▶ [Exercise] Copy, from the material below, each line that contains the word "triplets".

##### Record excerpts

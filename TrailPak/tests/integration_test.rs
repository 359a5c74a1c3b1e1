use pretty_assertions::assert_eq;
use tempfile::tempdir;
use trailpak::converter::{MidiExportOptions, indexed_to_png_bytes, sequence_to_midi_bytes};
use trailpak::formats::pcx::rle::{decode_scanline, encode_scanline};
use trailpak::formats::pcx::{ENCODING_RLE, HEADER_PALETTE_SIZE, PcxHeader, VERSION};
use trailpak::prelude::*;

const ROW_SIZE: usize = 26;
const ROW_LENGTH_FIELD: usize = 18;

fn init_tracing() {
    let _ = tracing_subscriber::fmt().with_test_writer().try_init();
}

fn sixteen_color_image() -> (PixelBuffer, Palette, Vec<u8>) {
    let pixels = PixelBuffer {
        width: 4,
        height: 4,
        bytes_per_scanline: 0,
        indices: (0..16).collect(),
    };
    let palette = Palette {
        colors: (0..16u8).map(|i| Rgb::new(i * 16, 255 - i * 16, i)).collect(),
    };
    let bytes = encode_image(ImageVariant::Colors16, &pixels, &palette).unwrap();
    (pixels, palette, bytes)
}

/// 4x4 16-color image, 8 bits x 1 plane, each scan line one solid run
fn solid_run_image(rows: [u8; 4]) -> Vec<u8> {
    let mut header_palette = [0u8; HEADER_PALETTE_SIZE];
    for (i, rgb) in header_palette.chunks_exact_mut(3).enumerate() {
        rgb.fill(i as u8 * 17);
    }
    let header = PcxHeader {
        version: VERSION,
        encoding: ENCODING_RLE,
        bits_per_pixel: 8,
        x_min: 0,
        y_min: 0,
        x_max: 3,
        y_max: 3,
        h_dpi: 0,
        v_dpi: 0,
        header_palette,
        planes: 1,
        bytes_per_line: 4,
        palette_type: 1,
    };
    let mut data = header.to_bytes().to_vec();
    for value in rows {
        data.extend_from_slice(&[0xC4, value]);
    }
    data
}

fn chunk(tag: &[u8; 4], body: &[u8]) -> Vec<u8> {
    let mut out = tag.to_vec();
    out.extend_from_slice(&(body.len() as u32).to_be_bytes());
    out.extend_from_slice(body);
    if body.len() % 2 == 1 {
        out.push(0);
    }
    out
}

fn container(tag: &[u8; 4], kind: &[u8; 4], children: &[Vec<u8>]) -> Vec<u8> {
    let mut body = kind.to_vec();
    for child in children {
        body.extend_from_slice(child);
    }
    chunk(tag, &body)
}

/// One-song XMIDI file around an event stream
fn xmi(events: &[u8]) -> Vec<u8> {
    let mut data = container(b"FORM", b"XDIR", &[chunk(b"INFO", &1u16.to_le_bytes())]);
    let song = container(b"FORM", b"XMID", &[chunk(b"EVNT", events)]);
    data.extend(container(b"CAT ", b"XMID", &[song]));
    data
}

fn single_song(data: &[u8]) -> MusicSequence {
    let asset = transcode(data, &XmiOptions::default()).unwrap();
    assert_eq!(asset.songs.len(), 1);
    asset.songs[0].sequence().unwrap().clone()
}

#[test]
fn test_two_entry_archive_with_truncated_row() {
    init_tracing();
    let image = solid_run_image([1, 5, 9, 15]);
    assert_eq!(image.len(), 128 + 8);
    let mut data = GxlWriter::new()
        .with_label("TEST")
        .with_file("WAGON.16", image)
        .with_file("LOST.PC8", vec![0; 8])
        .to_bytes()
        .unwrap();
    let length_at = trailpak::gxl::HEADER_SIZE + ROW_SIZE + ROW_LENGTH_FIELD;
    data[length_at..length_at + 4].copy_from_slice(&100_000u32.to_le_bytes());

    let table = parse_archive(&data).unwrap();
    assert_eq!(table.entries.len(), 2);
    assert_eq!(table.diagnostics.len(), 1);

    let report = convert_archive(&data, &ConversionOptions::full()).unwrap();
    assert_eq!(report.outcomes.len(), 2);

    let image = report.outcomes[0]
        .result
        .asset()
        .and_then(ConvertedAsset::as_image)
        .unwrap();
    assert_eq!((image.width(), image.height()), (4, 4));
    assert_eq!(
        image.pixels.indices,
        vec![
            1, 1, 1, 1, //
            5, 5, 5, 5, //
            9, 9, 9, 9, //
            15, 15, 15, 15,
        ]
    );
    assert_eq!(image.palette.get(15), Some(Rgb::new(255, 255, 255)));

    assert!(matches!(
        report.outcomes[1].result.skip_reason(),
        Some(SkipReason::Diagnostic(DiagnosticKind::TruncatedEntry {
            length: 100_000,
            ..
        }))
    ));
    assert_eq!(report.outcomes[1].checksum, None);
}

#[test]
fn test_planar_image_in_archive() {
    let (pixels, _, image) = sixteen_color_image();
    let data = GxlWriter::new().with_file("MAP.16", image).to_bytes().unwrap();
    let report = convert_archive(&data, &ConversionOptions::full()).unwrap();
    let decoded = report.outcomes[0]
        .result
        .asset()
        .and_then(ConvertedAsset::as_image)
        .unwrap();
    assert_eq!(decoded.pixels.indices, pixels.indices);
}

#[test]
fn test_archive_roundtrip_through_disk() {
    init_tracing();
    let (_, _, image) = sixteen_color_image();
    let dir = tempdir().unwrap();
    let path = dir.path().join("TEST.GXL");
    GxlWriter::new()
        .with_file("A.16", image.clone())
        .with_file("B.TXT", b"trail".to_vec())
        .write(&path)
        .unwrap();

    let reader = GxlReader::open(&path).unwrap();
    assert_eq!(reader.list(), vec!["A.16".to_string(), "B.TXT".to_string()]);
    assert_eq!(reader.read_file_bytes("a.16").unwrap(), image.as_slice());

    let report = convert_archive_file(&path, &ConversionOptions::full()).unwrap();
    assert_eq!(report.success_count(), 1);
    assert!(report.integrity.is_clean());
}

#[test]
fn test_parallel_and_sequential_agree() {
    let (_, _, image) = sixteen_color_image();
    let mut writer = GxlWriter::new();
    for i in 0..12 {
        writer = writer.with_file(format!("IMG{i}.16"), image.clone());
    }
    writer = writer.with_file("SONG.XMI", xmi(&[0x90, 0x3C, 0x40, 0x10, 0xFF, 0x2F, 0x00]));
    let data = writer.to_bytes().unwrap();

    let parallel = convert_archive(&data, &ConversionOptions::full()).unwrap();
    let sequential =
        convert_archive(&data, &ConversionOptions::full().with_parallel(false)).unwrap();

    let summarize_outcomes = |report: &ConversionReport| {
        report
            .outcomes
            .iter()
            .map(|o| (o.index, o.name.clone(), o.checksum.clone(), o.result.asset().cloned()))
            .collect::<Vec<_>>()
    };
    assert_eq!(summarize_outcomes(&parallel), summarize_outcomes(&sequential));
    assert_eq!(parallel.success_count(), 13);
}

#[test]
fn test_delay_sum_example() {
    let sequence = single_song(&xmi(&[
        0xC1, 0x71, 0xC2, 0x71, 0x0A, 0xC3, 0x72, 0x7F, 0x22, 0xC4, 0x00, 0xFF, 0x2F, 0x00,
    ]));
    let ticks: Vec<u64> = sequence.events.iter().map(|e| e.tick).collect();
    assert_eq!(ticks, vec![0, 0, 10, 171]);
    assert_eq!(sequence.events[3].delay_ticks, 161);
}

#[test]
fn test_note_off_synthesized_after_duration() {
    let sequence = single_song(&xmi(&[
        0x64, // delay 100
        0x90, 0x3C, 0x40, 0x83, 0x60, // note on, duration 480
        0x7F, 0x49, // delay 200
        0xB0, 0x07, 0x64, // volume at 300
        0x7F, 0x7F, 0x2E, // delay 300
        0xC0, 0x05, // program change at 600
        0xFF, 0x2F, 0x00,
    ]));

    let timeline: Vec<(u64, &str)> = sequence
        .events
        .iter()
        .map(|e| {
            let kind = match e.event {
                MusicEvent::NoteOn { .. } => "on",
                MusicEvent::NoteOff { .. } => "off",
                MusicEvent::ControllerChange { .. } => "cc",
                MusicEvent::ProgramChange { .. } => "program",
                _ => "other",
            };
            (e.tick, kind)
        })
        .collect();
    assert_eq!(
        timeline,
        vec![(100, "on"), (300, "cc"), (580, "off"), (600, "program")]
    );
    assert_eq!(sequence.note_count(), 1);
}

#[test]
fn test_rle_scanline_roundtrip() {
    let mut line = vec![7u8];
    line.extend([9, 9]);
    line.extend(std::iter::repeat_n(0xC5, 63));
    line.push(1);

    let encoded = encode_scanline(&line);
    let mut decoded = vec![0u8; line.len()];
    let end = decode_scanline(&encoded, 0, &mut decoded, 0).unwrap();
    assert_eq!(end, encoded.len());
    assert_eq!(decoded, line);
}

#[test]
fn test_palette_bound_enforced() {
    let pixels = PixelBuffer {
        width: 4,
        height: 1,
        bytes_per_scanline: 0,
        indices: vec![0, 1, 0x20, 2],
    };
    let palette = Palette {
        colors: vec![Rgb::default(); 0x21],
    };
    let bytes = encode_image(ImageVariant::Colors256, &pixels, &palette).unwrap();

    // The header palette of a 16-color image cannot address index 0x20
    assert_eq!(
        decode_image(&bytes, ImageVariant::Colors16),
        Err(ImageDecodeError::PaletteIndexOutOfRange {
            x: 2,
            y: 0,
            index: 0x20,
            palette_len: 16,
        })
    );
}

#[test]
fn test_decode_encode_is_idempotent() {
    let (_, _, bytes) = sixteen_color_image();
    let first = decode_image(&bytes, ImageVariant::Colors16).unwrap();
    let reencoded = encode_image(first.variant, &first.pixels, &first.palette).unwrap();
    let second = decode_image(&reencoded, ImageVariant::Colors16).unwrap();
    assert_eq!(first.pixels.indices, second.pixels.indices);
    assert_eq!(first.palette, second.palette);
}

#[test]
fn test_exports() {
    let (_, _, bytes) = sixteen_color_image();
    let image = decode_image(&bytes, ImageVariant::Colors16).unwrap();
    let png = indexed_to_png_bytes(&image).unwrap();
    assert_eq!(&png[..8], b"\x89PNG\r\n\x1a\n");

    let sequence = single_song(&xmi(&[0x90, 0x3C, 0x40, 0x10, 0xFF, 0x2F, 0x00]));
    let midi = sequence_to_midi_bytes(&sequence, &MidiExportOptions::default()).unwrap();
    assert_eq!(&midi[..4], b"MThd");
    assert_eq!(&midi[midi.len() - 3..], &[0xFF, 0x2F, 0x00]);
}

#[test]
fn test_options_from_file() {
    let dir = tempdir().unwrap();
    let path = dir.path().join("options.json");
    std::fs::write(&path, r#"{ "decode_images": false, "parallel": false }"#).unwrap();

    let options = ConversionOptions::load(&path).unwrap();
    assert!(!options.decode_images);
    assert!(options.decode_music);

    let (_, _, image) = sixteen_color_image();
    let data = GxlWriter::new().with_file("A.16", image).to_bytes().unwrap();
    let report = convert_archive(&data, &options).unwrap();
    assert_eq!(
        report.outcomes[0].result.skip_reason(),
        Some(SkipReason::Disabled)
    );
}

#[test]
fn test_hidden_bytes_reported() {
    let (_, _, image) = sixteen_color_image();
    let mut data = GxlWriter::new().with_file("A.16", image).to_bytes().unwrap();
    data.extend_from_slice(b"\x89PNG\r\n\x1a\n");
    data.extend_from_slice(&[0; 24]);

    let table = parse_archive(&data).unwrap();
    let report = analyze_with_data(&table, &data);
    assert_eq!(report.gaps.len(), 1);
    assert_eq!(report.unaccounted_bytes, 32);
    assert_eq!(report.potential_hidden_files().count(), 1);

    let summary = summarize(&table, &data);
    assert_eq!(summary.integrity, report);
}
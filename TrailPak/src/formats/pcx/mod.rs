//! PCX-family indexed-color images (`.256`, `.PC8`, `.16`, `.PC4`)
//!
//! Every image starts with a fixed 128-byte header followed by run-length
//! compressed scan lines. 16-color images carry their palette inside the
//! header; 256-color images append it after a `0x0C` marker at the very end
//! of the stream.
//!
//! Decoded pixels stay palette indices. Turning them into RGB is left to
//! [`crate::converter`].
//!
//! SPDX-FileCopyrightText: 2025 `CyberDeco`
//!
//! SPDX-License-Identifier: MIT

#![allow(clippy::cast_possible_truncation)]

mod decoder;
pub mod encoder;
pub mod rle;

use byteorder::{ByteOrder, LittleEndian, ReadBytesExt};
use serde::Serialize;
use std::io::Cursor;

use crate::error::ImageDecodeError;
use crate::gxl::AssetFormat;

pub use decoder::decode_image;
pub use encoder::encode_image;

/// Size of the fixed image header
pub const HEADER_SIZE: usize = 128;

/// Manufacturer byte every image starts with
pub const MANUFACTURER: u8 = 0x0A;

/// Version byte written by the encoder (3.0 with palette)
pub const VERSION: u8 = 5;

/// Encoding byte for run-length compressed data
pub const ENCODING_RLE: u8 = 1;

/// Marker preceding the trailing 256-color palette
pub const PALETTE_MARKER: u8 = 0x0C;

/// Size of the trailing 256-color palette
pub const VGA_PALETTE_SIZE: usize = 768;

/// Offset of the 16-color palette inside the header
pub const HEADER_PALETTE_OFFSET: usize = 16;

/// Size of the 16-color header palette
pub const HEADER_PALETTE_SIZE: usize = 48;

/// Largest width or height accepted
pub const MAX_DIMENSION: usize = 4096;

/// Which image family an entry belongs to
#[derive(Debug, Clone, Copy, PartialEq, Eq, Hash, Serialize)]
pub enum ImageVariant {
    /// 16 colors, palette in the header
    Colors16,
    /// 256 colors, palette appended after the pixel data
    Colors256,
}

impl ImageVariant {
    /// Image variant of an asset format, if it is an image
    #[must_use]
    pub fn from_format(format: &AssetFormat) -> Option<Self> {
        match format {
            AssetFormat::Image16 => Some(Self::Colors16),
            AssetFormat::Image256 => Some(Self::Colors256),
            _ => None,
        }
    }

    /// Number of palette entries this variant carries
    #[must_use]
    pub fn palette_len(self) -> usize {
        match self {
            Self::Colors16 => 16,
            Self::Colors256 => 256,
        }
    }

    /// Whether `bits_per_pixel` x `planes` is a layout this variant uses
    #[must_use]
    pub fn supports_layout(self, bits_per_pixel: u8, planes: u8) -> bool {
        match self {
            Self::Colors16 => matches!((bits_per_pixel, planes), (1, 4) | (4, 1) | (8, 1)),
            Self::Colors256 => (bits_per_pixel, planes) == (8, 1),
        }
    }
}

/// RGB palette color
#[derive(Debug, Clone, Copy, PartialEq, Eq, Default, Serialize)]
pub struct Rgb {
    pub r: u8,
    pub g: u8,
    pub b: u8,
}

impl Rgb {
    #[must_use]
    pub const fn new(r: u8, g: u8, b: u8) -> Self {
        Self { r, g, b }
    }
}

/// Ordered list of at most 256 colors
#[derive(Debug, Clone, PartialEq, Eq, Default, Serialize)]
pub struct Palette {
    pub colors: Vec<Rgb>,
}

impl Palette {
    /// Build a palette from packed RGB triplets (a trailing partial triplet is ignored)
    #[must_use]
    pub fn from_rgb_bytes(bytes: &[u8]) -> Self {
        let colors = bytes
            .chunks_exact(3)
            .take(256)
            .map(|c| Rgb::new(c[0], c[1], c[2]))
            .collect();
        Self { colors }
    }

    /// Packed RGB triplets, padded with black up to `len` colors
    #[must_use]
    pub fn to_rgb_bytes(&self, len: usize) -> Vec<u8> {
        let mut bytes: Vec<u8> = self
            .colors
            .iter()
            .take(len)
            .flat_map(|c| [c.r, c.g, c.b])
            .collect();
        bytes.resize(len * 3, 0);
        bytes
    }

    #[must_use]
    pub fn len(&self) -> usize {
        self.colors.len()
    }

    #[must_use]
    pub fn is_empty(&self) -> bool {
        self.colors.is_empty()
    }

    #[must_use]
    pub fn get(&self, index: u8) -> Option<Rgb> {
        self.colors.get(usize::from(index)).copied()
    }
}

/// Parsed fixed image header
#[derive(Debug, Clone, PartialEq, Eq, Serialize)]
pub struct PcxHeader {
    pub version: u8,
    pub encoding: u8,
    pub bits_per_pixel: u8,
    pub x_min: u16,
    pub y_min: u16,
    pub x_max: u16,
    pub y_max: u16,
    pub h_dpi: u16,
    pub v_dpi: u16,
    /// 16-color palette stored in the header
    #[serde(skip)]
    pub header_palette: [u8; HEADER_PALETTE_SIZE],
    pub planes: u8,
    /// Bytes per scan line of a single plane (includes padding)
    pub bytes_per_line: u16,
    pub palette_type: u16,
}

impl PcxHeader {
    /// Parse and validate the header geometry
    ///
    /// Only the fields shared by every variant are checked here; the
    /// bit depth / plane layout is checked against the variant by the decoder.
    ///
    /// # Errors
    /// Returns [`ImageDecodeError::InvalidHeader`] on a short buffer, a wrong
    /// manufacturer or encoding byte, or impossible dimensions.
    pub fn parse(data: &[u8]) -> Result<Self, ImageDecodeError> {
        if data.len() < HEADER_SIZE {
            return Err(invalid_header(format!(
                "{} bytes, header needs {HEADER_SIZE}",
                data.len()
            )));
        }
        let eof = |_| invalid_header("header truncated".to_string());

        let mut cursor = Cursor::new(&data[..HEADER_SIZE]);
        let manufacturer = cursor.read_u8().map_err(eof)?;
        if manufacturer != MANUFACTURER {
            return Err(invalid_header(format!(
                "manufacturer byte 0x{manufacturer:02X}, expected 0x0A"
            )));
        }
        let version = cursor.read_u8().map_err(eof)?;
        let encoding = cursor.read_u8().map_err(eof)?;
        if encoding != ENCODING_RLE {
            return Err(invalid_header(format!("encoding {encoding} is not RLE")));
        }
        let bits_per_pixel = cursor.read_u8().map_err(eof)?;
        let x_min = cursor.read_u16::<LittleEndian>().map_err(eof)?;
        let y_min = cursor.read_u16::<LittleEndian>().map_err(eof)?;
        let x_max = cursor.read_u16::<LittleEndian>().map_err(eof)?;
        let y_max = cursor.read_u16::<LittleEndian>().map_err(eof)?;
        let h_dpi = cursor.read_u16::<LittleEndian>().map_err(eof)?;
        let v_dpi = cursor.read_u16::<LittleEndian>().map_err(eof)?;

        let mut header_palette = [0u8; HEADER_PALETTE_SIZE];
        header_palette.copy_from_slice(
            &data[HEADER_PALETTE_OFFSET..HEADER_PALETTE_OFFSET + HEADER_PALETTE_SIZE],
        );
        // reserved byte at 64
        cursor.set_position(65);
        let planes = cursor.read_u8().map_err(eof)?;
        let bytes_per_line = cursor.read_u16::<LittleEndian>().map_err(eof)?;
        let palette_type = cursor.read_u16::<LittleEndian>().map_err(eof)?;

        let header = Self {
            version,
            encoding,
            bits_per_pixel,
            x_min,
            y_min,
            x_max,
            y_max,
            h_dpi,
            v_dpi,
            header_palette,
            planes,
            bytes_per_line,
            palette_type,
        };
        header.validate_geometry()?;
        Ok(header)
    }

    fn validate_geometry(&self) -> Result<(), ImageDecodeError> {
        if self.x_max < self.x_min || self.y_max < self.y_min {
            return Err(invalid_header(format!(
                "window ({}, {})..({}, {}) is inverted",
                self.x_min, self.y_min, self.x_max, self.y_max
            )));
        }
        let (width, height) = (self.width(), self.height());
        if width > MAX_DIMENSION || height > MAX_DIMENSION {
            return Err(invalid_header(format!(
                "{width}x{height} exceeds {MAX_DIMENSION}x{MAX_DIMENSION}"
            )));
        }
        if self.planes == 0 || self.bits_per_pixel == 0 {
            return Err(invalid_header("zero planes or bit depth".to_string()));
        }
        let line_bits = usize::from(self.bytes_per_line) * 8;
        if line_bits < width * usize::from(self.bits_per_pixel) {
            return Err(invalid_header(format!(
                "{} bytes per line cannot hold {width} pixels at {} bpp",
                self.bytes_per_line, self.bits_per_pixel
            )));
        }
        Ok(())
    }

    #[must_use]
    pub fn width(&self) -> usize {
        usize::from(self.x_max) - usize::from(self.x_min) + 1
    }

    #[must_use]
    pub fn height(&self) -> usize {
        usize::from(self.y_max) - usize::from(self.y_min) + 1
    }

    /// Length of one decoded scan line across all planes
    #[must_use]
    pub fn scanline_len(&self) -> usize {
        usize::from(self.bytes_per_line) * usize::from(self.planes)
    }

    /// Palette stored in the header (16 colors)
    #[must_use]
    pub fn header_palette(&self) -> Palette {
        Palette::from_rgb_bytes(&self.header_palette)
    }

    /// Serialize to the fixed 128-byte layout
    #[must_use]
    pub fn to_bytes(&self) -> [u8; HEADER_SIZE] {
        let mut bytes = [0u8; HEADER_SIZE];
        bytes[0] = MANUFACTURER;
        bytes[1] = self.version;
        bytes[2] = self.encoding;
        bytes[3] = self.bits_per_pixel;
        LittleEndian::write_u16(&mut bytes[4..6], self.x_min);
        LittleEndian::write_u16(&mut bytes[6..8], self.y_min);
        LittleEndian::write_u16(&mut bytes[8..10], self.x_max);
        LittleEndian::write_u16(&mut bytes[10..12], self.y_max);
        LittleEndian::write_u16(&mut bytes[12..14], self.h_dpi);
        LittleEndian::write_u16(&mut bytes[14..16], self.v_dpi);
        bytes[HEADER_PALETTE_OFFSET..HEADER_PALETTE_OFFSET + HEADER_PALETTE_SIZE]
            .copy_from_slice(&self.header_palette);
        // Byte 64 is reserved
        bytes[65] = self.planes;
        LittleEndian::write_u16(&mut bytes[66..68], self.bytes_per_line);
        LittleEndian::write_u16(&mut bytes[68..70], self.palette_type);
        bytes
    }
}

fn invalid_header(reason: String) -> ImageDecodeError {
    ImageDecodeError::InvalidHeader { reason }
}

/// Grid of palette indices with scan-line padding removed
#[derive(Debug, Clone, PartialEq, Eq)]
pub struct PixelBuffer {
    pub width: usize,
    pub height: usize,
    /// Decoded scan line length in the source stream (all planes, with padding)
    pub bytes_per_scanline: usize,
    /// `width * height` indices, row-major
    pub indices: Vec<u8>,
}

impl PixelBuffer {
    /// Palette index at (`x`, `y`)
    #[must_use]
    pub fn get(&self, x: usize, y: usize) -> Option<u8> {
        (x < self.width && y < self.height).then(|| self.indices[y * self.width + x])
    }

    /// One row of indices
    #[must_use]
    pub fn row(&self, y: usize) -> &[u8] {
        &self.indices[y * self.width..(y + 1) * self.width]
    }
}

/// Decoded indexed-color image
#[derive(Debug, Clone, PartialEq, Eq)]
pub struct IndexedImage {
    pub variant: ImageVariant,
    pub header: PcxHeader,
    pub palette: Palette,
    pub pixels: PixelBuffer,
}

impl IndexedImage {
    #[must_use]
    pub fn width(&self) -> usize {
        self.pixels.width
    }

    #[must_use]
    pub fn height(&self) -> usize {
        self.pixels.height
    }
}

##########

▶ [Exercise answer]
    /// Build a palette from packed RGB triplets (a trailing partial triplet is ignored)
    /// Packed RGB triplets, padded with black up to `len` colors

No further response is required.